Not the least because reading back the counter from the PIT requires
multiple port operations, i.e. is overall quite a bit slower.

Jan

Re: [PATCH 2/2] x86/time: improve TSC / CPU freq calibration accuracy

Posted by Jan Beulich 4 years ago

On 12.01.2022 12:32, Jan Beulich wrote:
> On 12.01.2022 11:53, Roger Pau Monné wrote:
>> On Wed, Jan 12, 2022 at 09:56:12AM +0100, Jan Beulich wrote:
>>> I'm afraid I don't see a way to deal with the same issue in init_pit().
>>> In particular the (multiple) specs I have to hand don't make clear
>>> whether the counter would continue counting after having reached zero.
>>> Obviously it wouldn't help to check this on a few systems, as their
>>> behavior could still be implementation specific.
>>
>> We could likely set the counter to the maximum value it can hold
>> and then perform reads in a loop (like it's done for HPET or the PM
>> timers) and stop when start - target is reached. Not a great solution
>> either.
> 
> Not the least because reading back the counter from the PIT requires
> multiple port operations, i.e. is overall quite a bit slower.

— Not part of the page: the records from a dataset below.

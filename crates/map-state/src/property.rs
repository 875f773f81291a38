//! Names of the host properties observers can watch.

use std::fmt;

#[derive(Debug, Clone, Copy, PartialEq, Eq, Hash)]
pub enum Property {
    MapExtent,
    MapCenter,
    MapZoom,
    MapMinZoom,
    MapMaxZoom,
    MapSrid,
    MaxExtent,
    ActiveTool,
    CustomTool,
    BackgroundLayer,
    MapLayers,
    DefinedGeometry,
    IsMapRendering,
    IsMapVisible,
    IsMouseDown,
    CurrentMouseCoordinate,
    CurrentMouseCoordinateString,
}

impl Property {
    pub fn name(&self) -> &'static str {
        match self {
            Property::MapExtent => "MapExtent",
            Property::MapCenter => "MapCenter",
            Property::MapZoom => "MapZoom",
            Property::MapMinZoom => "MapMinZoom",
            Property::MapMaxZoom => "MapMaxZoom",
            Property::MapSrid => "MapSRID",
            Property::MaxExtent => "MaxExtent",
            Property::ActiveTool => "ActiveTool",
            Property::CustomTool => "CustomTool",
            Property::BackgroundLayer => "BackgroundLayer",
            Property::MapLayers => "MapLayers",
            Property::DefinedGeometry => "DefinedGeometry",
            Property::IsMapRendering => "IsMapRendering",
            Property::IsMapVisible => "IsMapVisible",
            Property::IsMouseDown => "IsMouseDown",
            Property::CurrentMouseCoordinate => "CurrentMouseCoordinate",
            Property::CurrentMouseCoordinateString => "CurrentMouseCoordinateString",
        }
    }
}

impl fmt::Display for Property {
    fn fmt(&self, f: &mut fmt::Formatter<'_>) -> fmt::Result {
        f.write_str(self.name())
    }
}
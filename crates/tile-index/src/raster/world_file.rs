//! World-file sidecars (`.tfw`, `.pgw`, `.wld`, ...).

use std::path::{Path, PathBuf};

use map_common::GeoTransform;

use crate::error::{Result, TileIndexError};

/// Sidecar paths to probe for `raster`, most specific first:
/// `a.tif` -> `a.tfw`, `a.tifw`, `a.wld`.
pub fn world_file_candidates(raster: &Path) -> Vec<PathBuf> {
    let mut candidates = Vec::with_capacity(3);
    if let Some(ext) = raster.extension().and_then(|e| e.to_str()) {
        if let (Some(first), Some(last), true) =
            (ext.chars().next(), ext.chars().last(), ext.len() >= 2)
        {
            candidates.push(raster.with_extension(format!("{}{}w", first, last)));
        }
        candidates.push(raster.with_extension(format!("{}w", ext)));
    }
    candidates.push(raster.with_extension("wld"));
    candidates.dedup();
    candidates
}

/// Parse the six numeric lines of a world file.
pub fn parse_world_file(text: &str) -> Option<GeoTransform> {
    let values: Vec<f64> = text
        .lines()
        .map(str::trim)
        .filter(|l| !l.is_empty())
        .take(6)
        .map(|l| l.parse::<f64>())
        .collect::<std::result::Result<_, _>>()
        .ok()?;

    if values.len() != 6 {
        return None;
    }
    GeoTransform::from_world_file(
        values[0], values[1], values[2], values[3], values[4], values[5],
    )
    .ok()
}

/// Read the first sidecar found next to `raster`.
///
/// `Ok(None)` when no sidecar exists; an error when one exists but is not a
/// valid world file.
pub fn read_world_file(raster: &Path) -> Result<Option<GeoTransform>> {
    for candidate in world_file_candidates(raster) {
        if !candidate.is_file() {
            continue;
        }
        let text = std::fs::read_to_string(&candidate)
            .map_err(|e| TileIndexError::raster(&candidate, e))?;
        return parse_world_file(&text)
            .map(Some)
            .ok_or_else(|| TileIndexError::raster(&candidate, "malformed world file"));
    }
    Ok(None)
}

#[cfg(test)]
mod tests {
    use super::*;
    use map_common::Coordinate;

    #[test]
    fn test_candidates_for_tif() {
        let c = world_file_candidates(Path::new("/d/a.tif"));
        assert_eq!(
            c,
            vec![
                PathBuf::from("/d/a.tfw"),
                PathBuf::from("/d/a.tifw"),
                PathBuf::from("/d/a.wld"),
            ]
        );
    }

    #[test]
    fn test_candidates_without_extension() {
        assert_eq!(
            world_file_candidates(Path::new("/d/a")),
            vec![PathBuf::from("/d/a.wld")]
        );
    }

    #[test]
    fn test_parse_world_file() {
        let gt = parse_world_file("0.5\n0\n0\n-0.5\n100.25\n199.75\n").unwrap();
        assert_eq!(gt.origin(), Coordinate::new(100.0, 200.0));
        assert_eq!(gt.pixel_size(), (0.5, 0.5));
    }

    #[test]
    fn test_parse_world_file_rejects_short_or_garbage() {
        assert!(parse_world_file("1\n0\n0\n-1\n").is_none());
        assert!(parse_world_file("1\n0\nx\n-1\n0\n0\n").is_none());
        assert!(parse_world_file("0\n0\n0\n0\n0\n0\n").is_none());
    }
}
//! Two-way bridge between observable host properties and a map widget.
//!
//! ```text
//!   host setter ──► gate (value differs from widget?) ──► widget write ──► refresh
//!        ▲                                                      │
//!        │                                                      ▼
//!   notify subscribers ◄── host property ◄── widget event (same gate)
//! ```
//!
//! Widget events go back through the inbound setters. The gate compares
//! against the widget's current value, so an echoed value never writes the
//! widget a second time and the two sides cannot ping-pong.

use std::sync::Arc;

use map_common::{BoundingBox, Coordinate, Geometry, LayerRef};
use tracing::{debug, trace};

use crate::dispatch::{DispatchMessage, Dispatcher, RenderSignal};
use crate::edit_layer::EditLayer;
use crate::error::{StateError, StateResult};
use crate::event::{Key, ScreenPoint, WidgetEvent};
use crate::layers::{apply_layer_change, replace_layers, LayerChange, LayerCollection};
use crate::property::Property;
use crate::tool::{CustomTool, Tool};
use crate::widget::MapWidget;

/// Zoom values closer than this are considered equal.
pub const ZOOM_TOLERANCE: f64 = 1e-4;

type Subscriber = Box<dyn FnMut(Property)>;
type Command = Box<dyn FnMut(Coordinate)>;

/// The host-side copy of every synchronised property.
#[derive(Debug, Clone, PartialEq)]
struct HostState {
    map_extent: BoundingBox,
    map_center: Coordinate,
    map_zoom: f64,
    min_zoom: f64,
    max_zoom: f64,
    srid: i32,
    max_extent: Option<BoundingBox>,
    active_tool: Tool,
    custom_tool: Option<CustomTool>,
    background_layer: Option<LayerRef>,
    defined_geometry: Option<Geometry>,
    is_map_rendering: bool,
    is_map_visible: bool,
    is_mouse_down: bool,
    current_mouse_coordinate: Option<Coordinate>,
}

impl HostState {
    fn from_widget<W: MapWidget>(widget: &W) -> Self {
        Self {
            map_extent: widget.extent(),
            map_center: widget.center(),
            map_zoom: widget.zoom(),
            min_zoom: widget.min_zoom(),
            max_zoom: widget.max_zoom(),
            srid: widget.srid(),
            max_extent: widget.max_extent(),
            active_tool: widget.active_tool(),
            custom_tool: widget.custom_tool().cloned(),
            background_layer: widget.background_layers().first().cloned(),
            defined_geometry: None,
            is_map_rendering: false,
            is_map_visible: true,
            is_mouse_down: false,
            current_mouse_coordinate: None,
        }
    }
}

struct EditLayerHandle {
    layer: Arc<EditLayer>,
    layer_ref: LayerRef,
}

pub struct MapHost<W: MapWidget> {
    widget: W,
    state: HostState,
    layers: LayerCollection,
    edit_layer: Option<EditLayerHandle>,
    subscribers: Vec<Subscriber>,
    on_click: Option<Command>,
    on_double_click: Option<Command>,
    mouse_down_at: Option<ScreenPoint>,
    dispatcher: Dispatcher,
    attached: bool,
}
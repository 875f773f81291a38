//! Bounding box types and operations.

use serde::{Deserialize, Serialize};

use crate::Coordinate;

/// An axis-aligned envelope in ground coordinates.
///
/// Units follow the layer's spatial reference: degrees for geographic
/// systems, metres (or feet) for projected ones.
#[derive(Debug, Clone, Copy, PartialEq, Serialize, Deserialize)]
pub struct BoundingBox {
    pub min_x: f64,
    pub min_y: f64,
    pub max_x: f64,
    pub max_y: f64,
}

impl BoundingBox {
    /// Create a new bounding box from corner coordinates.
    pub fn new(min_x: f64, min_y: f64, max_x: f64, max_y: f64) -> Self {
        Self {
            min_x,
            min_y,
            max_x,
            max_y,
        }
    }

    /// Build the box spanning two arbitrary corners.
    pub fn from_corners(a: Coordinate, b: Coordinate) -> Self {
        Self {
            min_x: a.x.min(b.x),
            min_y: a.y.min(b.y),
            max_x: a.x.max(b.x),
            max_y: a.y.max(b.y),
        }
    }

    /// Build a box of the given size centred on `center`.
    pub fn from_center(center: Coordinate, width: f64, height: f64) -> Self {
        let half_w = width / 2.0;
        let half_h = height / 2.0;
        Self {
            min_x: center.x - half_w,
            min_y: center.y - half_h,
            max_x: center.x + half_w,
            max_y: center.y + half_h,
        }
    }

    /// Parse a "minx,miny,maxx,maxy" string.
    ///
    /// Whitespace around each number is tolerated so the value can come
    /// straight from a command line or a config file.
    pub fn parse(s: &str) -> Result<Self, BboxParseError> {
        let parts: Vec<&str> = s.split(',').map(str::trim).collect();
        if parts.len() != 4 {
            return Err(BboxParseError::InvalidFormat(s.to_string()));
        }

        let mut values = [0.0f64; 4];
        for (slot, part) in values.iter_mut().zip(&parts) {
            *slot = part
                .parse()
                .map_err(|_| BboxParseError::InvalidNumber(part.to_string()))?;
        }

        let [min_x, min_y, max_x, max_y] = values;
        if min_x > max_x || min_y > max_y {
            return Err(BboxParseError::Inverted(s.to_string()));
        }

        Ok(Self::new(min_x, min_y, max_x, max_y))
    }

    /// Width of the bounding box in coordinate units.
    pub fn width(&self) -> f64 {
        self.max_x - self.min_x
    }

    /// Height of the bounding box in coordinate units.
    pub fn height(&self) -> f64 {
        self.max_y - self.min_y
    }

    pub fn center(&self) -> Coordinate {
        Coordinate::new(
            (self.min_x + self.max_x) / 2.0,
            (self.min_y + self.max_y) / 2.0,
        )
    }

    /// True when the box has no area (a point, a line, or inverted).
    pub fn is_degenerate(&self) -> bool {
        !(self.width() > 0.0 && self.height() > 0.0)
    }

    /// Check if this bbox intersects another (open interval: shared edges do not count).
    pub fn intersects(&self, other: &BoundingBox) -> bool {
        self.min_x < other.max_x
            && self.max_x > other.min_x
            && self.min_y < other.max_y
            && self.max_y > other.min_y
    }

    /// Like [`intersects`](Self::intersects) but shared edges and corners count.
    ///
    /// This is the test spatial index queries use.
    pub fn touches(&self, other: &BoundingBox) -> bool {
        self.min_x <= other.max_x
            && self.max_x >= other.min_x
            && self.min_y <= other.max_y
            && self.max_y >= other.min_y
    }

    /// Compute the intersection of two bounding boxes.
    pub fn intersection(&self, other: &BoundingBox) -> Option<BoundingBox> {
        if !self.intersects(other) {
            return None;
        }

        Some(BoundingBox {
            min_x: self.min_x.max(other.min_x),
            min_y: self.min_y.max(other.min_y),
            max_x: self.max_x.min(other.max_x),
            max_y: self.max_y.min(other.max_y),
        })
    }

    /// Smallest box covering both.
    pub fn union(&self, other: &BoundingBox) -> BoundingBox {
        BoundingBox {
            min_x: self.min_x.min(other.min_x),
            min_y: self.min_y.min(other.min_y),
            max_x: self.max_x.max(other.max_x),
            max_y: self.max_y.max(other.max_y),
        }
    }

    /// Check if a point is contained within this bbox.
    pub fn contains_point(&self, x: f64, y: f64) -> bool {
        x >= self.min_x && x <= self.max_x && y >= self.min_y && y <= self.max_y
    }

    /// True when `other` lies entirely inside this box.
    pub fn contains(&self, other: &BoundingBox) -> bool {
        other.min_x >= self.min_x
            && other.max_x <= self.max_x
            && other.min_y >= self.min_y
            && other.max_y <= self.max_y
    }

    /// Shift the box by a ground offset.
    pub fn translate(&self, dx: f64, dy: f64) -> BoundingBox {
        BoundingBox {
            min_x: self.min_x + dx,
            min_y: self.min_y + dy,
            max_x: self.max_x + dx,
            max_y: self.max_y + dy,
        }
    }
}

impl std::fmt::Display for BoundingBox {
    fn fmt(&self, f: &mut std::fmt::Formatter<'_>) -> std::fmt::Result {
        write!(
            f,
            "{},{},{},{}",
            self.min_x, self.min_y, self.max_x, self.max_y
        )
    }
}

impl std::str::FromStr for BoundingBox {
    type Err = BboxParseError;

    fn from_str(s: &str) -> Result<Self, Self::Err> {
        Self::parse(s)
    }
}

#[derive(Debug, thiserror::Error)]
pub enum BboxParseError {
    #[error("Invalid bounding box format: {0}. Expected 'minx,miny,maxx,maxy'")]
    InvalidFormat(String),

    #[error("Invalid number in bounding box: {0}")]
    InvalidNumber(String),

    #[error("Bounding box has min greater than max: {0}")]
    Inverted(String),
}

What's worse - even is programmed to the maximum value (65536) this
timer rolls over every 55ms; as said elsewhere SMIs have been observed
to take significantly longer. I conclude that PIT simply cannot safely
be used on platforms with such long lasting operations. As a further
consequence I wonder whether we wouldn't better calibrate the APIC
timer against the chosen platform timer rather than hardcoding this to
use the PIT.

Jan